--- START ---

//! Uploader (`spec.md` §4.7 "interface only").
//!
//! `Upload(path, remote_key) -> {ok, fail, disabled}`. Grounded in
//! `examples/original_source/pixieveil/storage/remote_storage.py::upload_file`
//! (bearer header, multipart body, `base_url` absence disables the feature),
//! corrected per `SPEC_FULL.md` §4 from the Python client's collapsed boolean
//! return into the three-valued outcome `spec.md` §4.6/§4.7 require, so the
//! completion tracker can distinguish "nothing to do" from "try again next
//! tick". No retry logic lives here; retries are the tracker re-running the
//! pipeline on its next tick (`spec.md` §4.7).

use reqwest::multipart;
use tokio::fs;
use tracing::{error, info, warn};

use crate::config::RemoteStorageConfig;

#[derive(Debug, Clone, Copy, PartialEq, Eq)]
pub enum UploadOutcome {
    Ok,
    Fail,
    Disabled,
}

pub struct Uploader {
    client: reqwest::Client,
    base_url: Option<String>,
    auth_token: String,
}

impl Uploader {
    pub fn new(config: &RemoteStorageConfig) -> Self {
        Uploader {
            client: reqwest::Client::new(),
            base_url: config.base_url.clone(),
            auth_token: config.auth_token.clone().unwrap_or_default(),
        }
    }

    /// Posts `local_path` to `{base_url}/upload` as multipart, with a
    /// `remote_path` field carrying `remote_key` (`spec.md` §6 "Remote
    /// upload").
    pub async fn upload(&self, local_path: &std::path::Path, remote_key: &str) -> UploadOutcome {
        let Some(base_url) = &self.base_url else {
            warn!("remote storage not configured; upload disabled");
            return UploadOutcome::Disabled;
        };

        let bytes = match fs::read(local_path).await {
            Ok(bytes) => bytes,
            Err(error) => {
                error!(%error, path = %local_path.display(), "could not read archive for upload");
                return UploadOutcome::Fail;
            }
        };

        let file_name = local_path
            .file_name()
            .map(|n| n.to_string_lossy().to_string())
            .unwrap_or_else(|| "archive.zip".to_string());

        let form = multipart::Form::new()
            .text("remote_path", remote_key.to_string())
            .part("file", multipart::Part::bytes(bytes).file_name(file_name));

        let response = self
            .client
            .post(format!("{base_url}/upload"))
            .bearer_auth(&self.auth_token)
            .multipart(form)
            .send()
            .await;

        match response {
            Ok(response) if response.status().is_success() => {
                info!(path = %local_path.display(), remote_key, "uploaded archive");
                UploadOutcome::Ok
            }
            Ok(response) => {
                error!(status = %response.status(), "upload rejected by remote storage");
                UploadOutcome::Fail
            }
            Err(error) => {
                error!(%error, "upload transport error");
                UploadOutcome::Fail
            }
        }
    }
}

#[cfg(test)]
mod tests {
    use super::*;

    #[test]
    fn missing_base_url_disables_uploads() {
        let uploader = Uploader::new(&RemoteStorageConfig::default());
        assert!(uploader.base_url.is_none());
    }

    #[tokio::test]
    async fn disabled_uploader_never_reads_the_file() {
        let uploader = Uploader::new(&RemoteStorageConfig::default());
        let outcome = uploader
            .upload(std::path::Path::new("/does/not/exist.zip"), "0001.zip")
            .await;
        assert_eq!(outcome, UploadOutcome::Disabled);
    }

    #[tokio::test]
    async fn successful_response_yields_ok() {
        let mut server = mockito::Server::new_async().await;
        let mock = server
            .mock("POST", "/upload")
            .with_status(200)
            .create_async()
            .await;

        let config = RemoteStorageConfig {
            base_url: Some(server.url()),
            auth_token: Some("secret".to_string()),
        };
        let uploader = Uploader::new(&config);

        let dir = tempfile::tempdir().unwrap();
        let path = dir.path().join("0001.zip");
        std::fs::write(&path, b"zip-bytes").unwrap();

        let outcome = uploader.upload(&path, "0001.zip").await;
        assert_eq!(outcome, UploadOutcome::Ok);
        mock.assert_async().await;
    }

    #[tokio::test]
    async fn non_success_response_yields_fail() {
        let mut server = mockito::Server::new_async().await;
        server
            .mock("POST", "/upload")
            .with_status(500)
            .create_async()
            .await;

        let config = RemoteStorageConfig {
            base_url: Some(server.url()),
            auth_token: None,
        };
        let uploader = Uploader::new(&config);

        let dir = tempfile::tempdir().unwrap();
        let path = dir.path().join("0001.zip");
        std::fs::write(&path, b"zip-bytes").unwrap();

        let outcome = uploader.upload(&path, "0001.zip").await;
        assert_eq!(outcome, UploadOutcome::Fail);
    }
}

--- END ---

→ Work to be completed: Line by line, retype all the entries exactly as they are shown.

→ Answer to the exercise:
//! Uploader (`spec.md` §4.7 "interface only").
//!
//! `Upload(path, remote_key) -> {ok, fail, disabled}`. Grounded in
//! `examples/original_source/pixieveil/storage/remote_storage.py::upload_file`
//! (bearer header, multipart body, `base_url` absence disables the feature),
//! corrected per `SPEC_FULL.md` §4 from the Python client's collapsed boolean
//! return into the three-valued outcome `spec.md` §4.6/§4.7 require, so the
//! completion tracker can distinguish "nothing to do" from "try again next
//! tick". No retry logic lives here; retries are the tracker re-running the
//! pipeline on its next tick (`spec.md` §4.7).

use reqwest::multipart;
use tokio::fs;
use tracing::{error, info, warn};

use crate::config::RemoteStorageConfig;

#[derive(Debug, Clone, Copy, PartialEq, Eq)]
pub enum UploadOutcome {
    Ok,
    Fail,
    Disabled,
}

pub struct Uploader {
    client: reqwest::Client,
    base_url: Option<String>,
    auth_token: String,
}

impl Uploader {
    pub fn new(config: &RemoteStorageConfig) -> Self {
        Uploader {
            client: reqwest::Client::new(),
            base_url: config.base_url.clone(),
            auth_token: config.auth_token.clone().unwrap_or_default(),
        }
    }

    /// Posts `local_path` to `{base_url}/upload` as multipart, with a
    /// `remote_path` field carrying `remote_key` (`spec.md` §6 "Remote
    /// upload").
    pub async fn upload(&self, local_path: &std::path::Path, remote_key: &str) -> UploadOutcome {
        let Some(base_url) = &self.base_url else {
            warn!("remote storage not configured; upload disabled");
            return UploadOutcome::Disabled;
        };

        let bytes = match fs::read(local_path).await {
            Ok(bytes) => bytes,
            Err(error) => {
                error!(%error, path = %local_path.display(), "could not read archive for upload");
                return UploadOutcome::Fail;
            }
        };

        let file_name = local_path
            .file_name()
            .map(|n| n.to_string_lossy().to_string())
            .unwrap_or_else(|| "archive.zip".to_string());

        let form = multipart::Form::new()
            .text("remote_path", remote_key.to_string())
            .part("file", multipart::Part::bytes(bytes).file_name(file_name));

        let response = self
            .client
            .post(format!("{base_url}/upload"))
            .bearer_auth(&self.auth_token)
            .multipart(form)
            .send()
            .await;

        match response {
            Ok(response) if response.status().is_success() => {
                info!(path = %local_path.display(), remote_key, "uploaded archive");
                UploadOutcome::Ok
            }
            Ok(response) => {
                error!(status = %response.status(), "upload rejected by remote storage");
                UploadOutcome::Fail
            }
            Err(error) => {
                error!(%error, "upload transport error");
                UploadOutcome::Fail
            }
        }
    }
}

#[cfg(test)]
mod tests {
    use super::*;

    #[test]
    fn missing_base_url_disables_uploads() {
        let uploader = Uploader::new(&RemoteStorageConfig::default());
        assert!(uploader.base_url.is_none());
    }

    #[tokio::test]
    async fn disabled_uploader_never_reads_the_file() {
        let uploader = Uploader::new(&RemoteStorageConfig::default());
        let outcome = uploader
            .upload(std::path::Path::new("/does/not/exist.zip"), "0001.zip")
            .await;
        assert_eq!(outcome, UploadOutcome::Disabled);
    }

    #[tokio::test]
    async fn successful_response_yields_ok() {
        let mut server = mockito::Server::new_async().await;
        let mock = server
            .mock("POST", "/upload")
            .with_status(200)
            .create_async()
            .await;

        let config = RemoteStorageConfig {
            base_url: Some(server.url()),
            auth_token: Some("secret".to_string()),
        };
        let uploader = Uploader::new(&config);

        let dir = tempfile::tempdir().unwrap();
        let path = dir.path().join("0001.zip");
        std::fs::write(&path, b"zip-bytes").unwrap();

        let outcome = uploader.upload(&path, "0001.zip").await;
        assert_eq!(outcome, UploadOutcome::Ok);
        mock.assert_async().await;
    }

    #[tokio::test]
    async fn non_success_response_yields_fail() {
        let mut server = mockito::Server::new_async().await;
        server
            .mock("POST", "/upload")
            .with_status(500)
            .create_async()
            .await;

        let config = RemoteStorageConfig {
            base_url: Some(server.url()),
            auth_token: None,
        };
        let uploader = Uploader::new(&config);

        let dir = tempfile::tempdir().unwrap();
        let path = dir.path().join("0001.zip");
        std::fs::write(&path, b"zip-bytes").unwrap();

        let outcome = uploader.upload(&path, "0001.zip").await;
        assert_eq!(outcome, UploadOutcome::Fail);
    }
}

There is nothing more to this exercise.